Operation White Whale
- Date: March 2005
- Venue: Near Costa del Sol, Spain
- Location: Marbella, Spain;
- Type: Law enforcement operation
- Cause: International money laundering
- Motive: To disrupt and recover laundered money
- Target: Money laundering operations
- Perpetrators: Interpol, EUROPOL, Spanish authorities
- Organised by: Interpol, EUROPOL
- Participants: Spanish, French, Finnish, Russian, and Ukrainian nationals
- Outcome: Over €250 million recovered 41 arrests seizure of assets
- Arrests: 41 (initial) more later related to bribery
- Charges: Money laundering bribery

= Operation White Whale =

White Whale is the codename given by Interpol and EUROPOL for the international money laundering operation near Costa del Sol, Kingdom of Spain.

What began in September 2003, concluded with a massive crackdown in March 2005 near the coast of Marbella, Spain. Authorities estimate over €250 million has been recovered, and among the seized items are: 42 luxury cars, a yacht, 2 planes, paintings, and other luxury items. Spanish, French, Finnish, Russian and Ukrainian nationals were among the 41 apprehended.

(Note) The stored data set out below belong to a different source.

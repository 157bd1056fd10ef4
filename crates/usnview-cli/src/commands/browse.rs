//! Browse command: a line-oriented session over one dump.

use crate::commands::list::load_viewer;
use crate::output::{self, Format};
use crate::path;
use clap::Args;
use std::io::{self, BufRead, Write};
use usnview_journal::LoadOptions;
use usnview_store::{CategoryFilter, JournalViewer, ViewerConfig, DEFAULT_PAGE_SIZE};

const HELP: &str = "\
commands:
  n               next page
  p               previous page
  g <N>           go to page N
  s [TERM]        search file names (no TERM clears the search)
  c <NAME>        filter by category (c Все for all)
  y <N>           print row N of this page as tab-separated text
  z <N>           show N records per page
  l <PATH>        load another dump
  r               reload the current dump
  h               this help
  q               quit";

#[derive(Args, Debug)]
pub struct BrowseArgs {
    /// Path to the journal dump (IBM866 text)
    pub dump: String,
    /// Records per page
    #[arg(long, default_value_t = DEFAULT_PAGE_SIZE)]
    pub page_size: usize,
    /// Do not draw progress bars
    #[arg(long)]
    pub no_progress: bool,
}

pub fn run(args: BrowseArgs) -> Result<(), Box<dyn std::error::Error>> {
    let config = ViewerConfig {
        page_size: args.page_size,
        load: LoadOptions::default(),
    };
    let mut viewer = load_viewer(&args.dump, config, args.no_progress)?;

    let stdin = io::stdin();
    let stdout = io::stdout();
    run_session(&mut viewer, stdin.lock(), stdout.lock(), args.no_progress)
}

/// What the session loop should do after a command.
enum Step {
    Show,
    Print(String),
    Quit,
}

fn run_session<R: BufRead, W: Write>(
    viewer: &mut JournalViewer,
    input: R,
    mut out: W,
    no_progress: bool,
) -> Result<(), Box<dyn std::error::Error>> {
    output::write_page(&mut out, &viewer.page_view(), Format::Table)?;
    writeln!(out, "{}", categories_line())?;
    prompt(&mut out)?;

    for line in input.lines() {
        let line = line?;
        match execute(viewer, line.trim(), no_progress) {
            Ok(Step::Quit) => break,
            Ok(Step::Show) => {
                output::write_page(&mut out, &viewer.page_view(), Format::Table)?;
            }
            Ok(Step::Print(text)) => writeln!(out, "{}", text)?,
            Err(e) => writeln!(out, "Error: {}", e)?,
        }
        prompt(&mut out)?;
    }

    out.flush()?;
    Ok(())
}

fn execute(
    viewer: &mut JournalViewer,
    line: &str,
    no_progress: bool,
) -> Result<Step, Box<dyn std::error::Error>> {
    let (command, arg) = match line.split_once(char::is_whitespace) {
        Some((command, arg)) => (command, arg.trim()),
        None => (line, ""),
    };

    match command {
        "" => Ok(Step::Show),
        "n" | "next" => {
            viewer.next();
            Ok(Step::Show)
        }
        "p" | "prev" | "previous" => {
            viewer.previous();
            Ok(Step::Show)
        }
        "g" | "goto" => {
            viewer.go_to(arg)?;
            Ok(Step::Show)
        }
        "s" | "search" => {
            let results = viewer.search(arg);
            log::debug!("search {:?} matched {} records", arg, results.len());
            Ok(Step::Show)
        }
        "c" | "category" => {
            let filter: CategoryFilter = if arg.is_empty() {
                CategoryFilter::All
            } else {
                arg.parse()?
            };
            viewer.filter_by_category(filter.name())?;
            Ok(Step::Show)
        }
        "y" | "copy" => copy_row(viewer, arg).map(Step::Print),
        "z" | "size" => {
            let size = arg
                .parse()
                .map_err(|_| format!("enter a page size, got {:?}", arg))?;
            viewer.set_page_size(size)?;
            Ok(Step::Show)
        }
        "l" | "load" => {
            let dump = path::validate_dump_path(arg)?;
            reload(viewer, &dump, no_progress)
        }
        "r" | "reload" => {
            let dump = viewer
                .source()
                .map(|p| p.to_path_buf())
                .ok_or("no dump loaded")?;
            reload(viewer, &dump, no_progress)
        }
        "h" | "help" | "?" => Ok(Step::Print(HELP.to_string())),
        "q" | "quit" | "exit" => Ok(Step::Quit),
        other => Err(format!("unknown command {:?}; type h for help", other).into()),
    }
}

fn reload(
    viewer: &mut JournalViewer,
    dump: &std::path::Path,
    no_progress: bool,
) -> Result<Step, Box<dyn std::error::Error>> {
    let bar = output::load_progress_bar(no_progress);
    let loaded = viewer.load_blocking(dump, |p| bar.set_position(u64::from(p.percent())));
    bar.finish_and_clear();
    loaded?;
    Ok(Step::Show)
}

fn copy_row(viewer: &JournalViewer, arg: &str) -> Result<String, Box<dyn std::error::Error>> {
    let page = viewer.page_view();
    if page.is_empty() {
        return Err("no rows on this page".into());
    }
    let out_of_range = || format!("enter a row number between 1 and {}", page.records.len());
    let row: usize = arg.parse().map_err(|_| out_of_range())?;
    let record = row
        .checked_sub(1)
        .and_then(|idx| page.records.get(idx))
        .ok_or_else(out_of_range)?;
    Ok(output::format_tsv_row(record))
}

fn categories_line() -> String {
    let names: Vec<_> = CategoryFilter::options().map(|c| c.to_string()).collect();
    format!("categories: {}", names.join(", "))
}

fn prompt<W: Write>(out: &mut W) -> io::Result<()> {
    write!(out, "> ")?;
    out.flush()
}

#[cfg(test)]
mod tests {
    use super::*;
    use usnview_store::JournalRecord;

    fn viewer(count: usize) -> JournalViewer {
        let records = (0..count)
            .map(|i| JournalRecord {
                file_name: format!("file-{i:02}.txt"),
                reason: if i % 2 == 0 { 0x8000_0200 } else { 0x0000_0100 },
                ..Default::default()
            })
            .collect();
        JournalViewer::with_records(ViewerConfig::default(), records).unwrap()
    }

    fn run(viewer: &mut JournalViewer, script: &str) -> String {
        let mut out = Vec::new();
        run_session(viewer, script.as_bytes(), &mut out, true).unwrap();
        String::from_utf8(out).unwrap()
    }

    #[test]
    fn navigation_commands_move_pages() {
        let mut v = viewer(25);
        let out = run(&mut v, "n\nn\nn\np\n");
        assert!(out.contains("Page 3 of 3"));
        assert_eq!(v.page_view().page, 2);
    }

    #[test]
    fn goto_errors_are_reported_and_session_continues() {
        let mut v = viewer(25);
        let out = run(&mut v, "g 9\ng x\ng 2\n");
        assert!(out.contains("page number must be between 1 and 3"));
        assert!(out.contains("enter a valid page number"));
        assert_eq!(v.page_view().page, 2);
    }

    #[test]
    fn search_and_category_compose() {
        let mut v = viewer(25);
        run(&mut v, "s FILE-1\nc Удаление\n");
        // file-10..file-19, even indices only.
        assert_eq!(v.page_view().total_records, 5);
        run(&mut v, "c\n");
        assert_eq!(v.page_view().total_records, 10);
        run(&mut v, "s\n");
        assert_eq!(v.page_view().total_records, 25);
    }

    #[test]
    fn copy_prints_tsv_row() {
        let mut v = viewer(3);
        let out = run(&mut v, "y 1\ny 7\n");
        assert!(out.contains("file-00.txt\t\t\tУдаление файла | Закрыть\t"));
        assert!(out.contains("enter a row number between 1 and 3"));
    }

    #[test]
    fn copy_on_empty_page_says_so() {
        let mut v = viewer(3);
        let out = run(&mut v, "s nothing-matches\ny 1\n");
        assert!(out.contains("Error: no rows on this page"));
        assert!(!out.contains("between 1 and 0"));
    }

    #[test]
    fn page_size_command_repaginates() {
        let mut v = viewer(25);
        let out = run(&mut v, "n\nz 5\nz 0\nz x\n");
        assert!(out.contains("Page 1 of 5 (25 records)"));
        assert!(out.contains("invalid page size 0"));
        assert!(out.contains("enter a page size, got \"x\""));
        assert_eq!(v.session().page_size(), 5);
        assert_eq!(v.page_view().records.len(), 5);
    }

    #[test]
    fn session_lists_categories_and_rejects_unknown() {
        let mut v = viewer(4);
        let out = run(&mut v, "c Прочее\n");
        assert!(out.contains("categories: Все, Удаление, Создание"));
        assert!(out.contains("Error: unknown category: \"Прочее\""));
    }

    #[test]
    fn quit_stops_reading() {
        let mut v = viewer(25);
        run(&mut v, "q\nn\n");
        assert_eq!(v.page_view().page, 1);
    }

    #[test]
    fn unknown_command_is_reported() {
        let mut v = viewer(1);
        let out = run(&mut v, "zzz\n");
        assert!(out.contains("unknown command \"zzz\""));
    }
}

In 2006 the investigation spread, to consider allegations of bribery in the Marbella council. Specifically, it appears that developers were being asked to pay for planning permission, and that permission was granted outside the remit of the local plan (e.g. residential development on non residentially zoned land). Mayor Marisol Yague, planning supremo Juan Antonio Roca, and others were arrested, including almost two thirds of councillors. Heads of construction companies and real estate agencies were also arrested.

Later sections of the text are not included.